Et, me raillant un peu moi-même, amusé de mes rêveries, je m'étais étendu sous un buisson, avec le désir d'oublier le trésor, tandis que la fontaine, traversée de rayons obliques, semblait, vision obsédante, rouler dans son cristal, dans son écume, des diamants et des fragments d'or.

XXII
LE ROCHER DE LA CHÈVRE

Depuis, j'ai réfléchi; car ceci à la fin devient attachant comme la poursuite d'un problème.

Si le trésor lui-même ou l'entrée du souterrain qui, à en croire certains récits, le renferme, se trouve autour de la fontaine, on pourrait aboutir en sondant avec soin le rond de terrain circonscrit que parcourt, plus ou moins étendue selon les saisons, l'ombre portée de sa pyramide.

Mais je suis assuré maintenant que le trésor ne se cache point là.

La fontaine date à peine de quatre cents ans, et n'est point contemporaine du trésor.

D'ailleurs,—un enfant y eût songé tout de suite,—d'après le livre de raison, le nom de fontaine de la Chèvre d'Or s'appliquant au petit monument dressé pour les ermites, ne saurait signifier grand'chose; car évidemment on ne l'a appelée ainsi que par extension, en souvenir du rocher dit: «de la Chèvre» d'où descend la vraie source, la source mère.

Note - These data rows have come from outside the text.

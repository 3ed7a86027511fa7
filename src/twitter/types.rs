//! Raw payload types for the Twitter API v2 recent-search endpoint.
//!
//! These mirror the provider's JSON shape: tweets and their authors arrive
//! in separate lists and are joined during normalization. Everything the
//! provider marks optional is optional here too, so deserialization never
//! fails on a sparse response.

use serde::{Deserialize, Serialize};

/// Top-level response from `/tweets/search/recent`.
#[derive(Debug, Clone, Serialize, Deserialize, Default)]
pub struct SearchResponse {
    #[serde(default)]
    pub data: Option<Vec<Tweet>>,
    #[serde(default)]
    pub includes: Option<Includes>,
    #[serde(default)]
    pub meta: Option<Meta>,
}

/// Pagination metadata. Deserialized for completeness; the service only
/// ever requests a single page.
#[derive(Debug, Clone, Serialize, Deserialize, Default)]
pub struct Meta {
    #[serde(default)]
    pub newest_id: Option<String>,
    #[serde(default)]
    pub oldest_id: Option<String>,
    #[serde(default)]
    pub result_count: Option<u64>,
    #[serde(default)]
    pub next_token: Option<String>,
}

/// Expanded objects referenced by the tweet list.
#[derive(Debug, Clone, Serialize, Deserialize, Default)]
pub struct Includes {
    #[serde(default)]
    pub users: Option<Vec<User>>,
}

/// One account record from `includes.users`.
#[derive(Debug, Clone, Serialize, Deserialize)]
pub struct User {
    pub id: String,
    pub name: String,
    pub username: String,
    #[serde(default)]
    pub profile_image_url: Option<String>,
}

/// One raw tweet record.
#[derive(Debug, Clone, Serialize, Deserialize)]
pub struct Tweet {
    pub id: String,
    pub text: String,
    #[serde(default)]
    pub author_id: Option<String>,
    #[serde(default)]
    pub created_at: Option<String>,
    #[serde(default)]
    pub public_metrics: Option<PublicMetrics>,
    #[serde(default)]
    pub entities: Option<Entities>,
}

/// Engagement counters. Trusted verbatim from the provider; the unsigned
/// types rule out negative counts by construction.
#[derive(Debug, Clone, Serialize, Deserialize, Default)]
pub struct PublicMetrics {
    #[serde(default)]
    pub like_count: u64,
    #[serde(default)]
    pub retweet_count: u64,
    #[serde(default)]
    pub reply_count: u64,
    #[serde(default)]
    pub quote_count: u64,
}

/// Entity annotations on a tweet body.
#[derive(Debug, Clone, Serialize, Deserialize, Default)]
pub struct Entities {
    #[serde(default)]
    pub hashtags: Option<Vec<HashtagEntity>>,
}

/// One hashtag span. The provider also sends `start`/`end` offsets into the
/// body text; nothing downstream reads them, so only the tag survives
/// deserialization.
#[derive(Debug, Clone, Serialize, Deserialize)]
pub struct HashtagEntity {
    pub tag: String,
}

/// Flat, UI-ready record produced by joining a tweet with its author.
///
/// This is the output type of normalization and the unit the HTTP API
/// serves. Missing authors degrade to the `"Unknown User"` / `"@unknown"`
/// sentinels rather than failing the join.
#[derive(Debug, Clone, PartialEq, Eq, Serialize, Deserialize)]
pub struct ProcessedTweet {
    pub id: String,
    /// Author display name, or "Unknown User" when the author record is
    /// missing from the response.
    pub username: String,
    /// Author handle with "@" prefix, or "@unknown".
    pub handle: String,
    pub content: String,
    /// Hashtag strings in their order of appearance in the source entities.
    pub hashtags: Vec<String>,
    /// Humanized relative age ("now", "5m", "3h", "2d") or a calendar date.
    pub timestamp: String,
    pub likes: u64,
    pub retweets: u64,
    #[serde(skip_serializing_if = "Option::is_none")]
    pub profile_image: Option<String>,
}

En tout cas, trouver le rocher est facile.

Les tuyaux, depuis quatre siècles, s'étant crevés en maints endroits, je n'ai qu'à suivre une demi-heure durant, le long de la pente aride, cette ligne verte tracée sur le sol par les consoudes et les prêles, plantes dont la présence révèle le voisinage de l'eau; et me voilà sur un plateau semé de débris, restes probables de quelque château-fort, en présence d'un bloc calcaire, figuré bizarrement, au pied duquel, cristalline, la source s'épanche.

Ce plateau, irrégulièrement quadrangulaire, accessible du côté par où s'en va la source, a pour fossés, des trois autres côtés, une falaise à pic que couronnent encore des restes de murailles.